§ Material to process
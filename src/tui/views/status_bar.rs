//! Status bar
//!
//! Shows the most recent status message, or the key hints when there is
//! nothing to report.

use ratatui::{
    layout::Rect,
    style::{Color, Style},
    text::{Line, Span},
    widgets::Paragraph,
    Frame,
};

use crate::tui::app::App;

/// Render the status bar
pub fn render(frame: &mut Frame, app: &App, area: Rect) {
    let line = if let Some(message) = &app.status_message {
        Line::from(Span::styled(
            format!(" {}", message),
            Style::default().fg(Color::Yellow),
        ))
    } else {
        Line::from(Span::styled(
            " a: add transaction  g: add goal  x: export  q: quit",
            Style::default().fg(Color::DarkGray),
        ))
    };

    frame.render_widget(Paragraph::new(line), area);
}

§ The task
Please restate each record exactly as it reads.

§ Task output
filename src/tui/views/status_bar.rs
//! Status bar
//!
//! Shows the most recent status message, or the key hints when there is
//! nothing to report.

use ratatui::{
    layout::Rect,
    style::{Color, Style},
    text::{Line, Span},
    widgets::Paragraph,
    Frame,
};

use crate::tui::app::App;

/// Render the status bar
pub fn render(frame: &mut Frame, app: &App, area: Rect) {
    let line = if let Some(message) = &app.status_message {
        Line::from(Span::styled(
            format!(" {}", message),
            Style::default().fg(Color::Yellow),
        ))
    } else {
        Line::from(Span::styled(
            " a: add transaction  g: add goal  x: export  q: quit",
            Style::default().fg(Color::DarkGray),
        ))
    };

    frame.render_widget(Paragraph::new(line), area);
}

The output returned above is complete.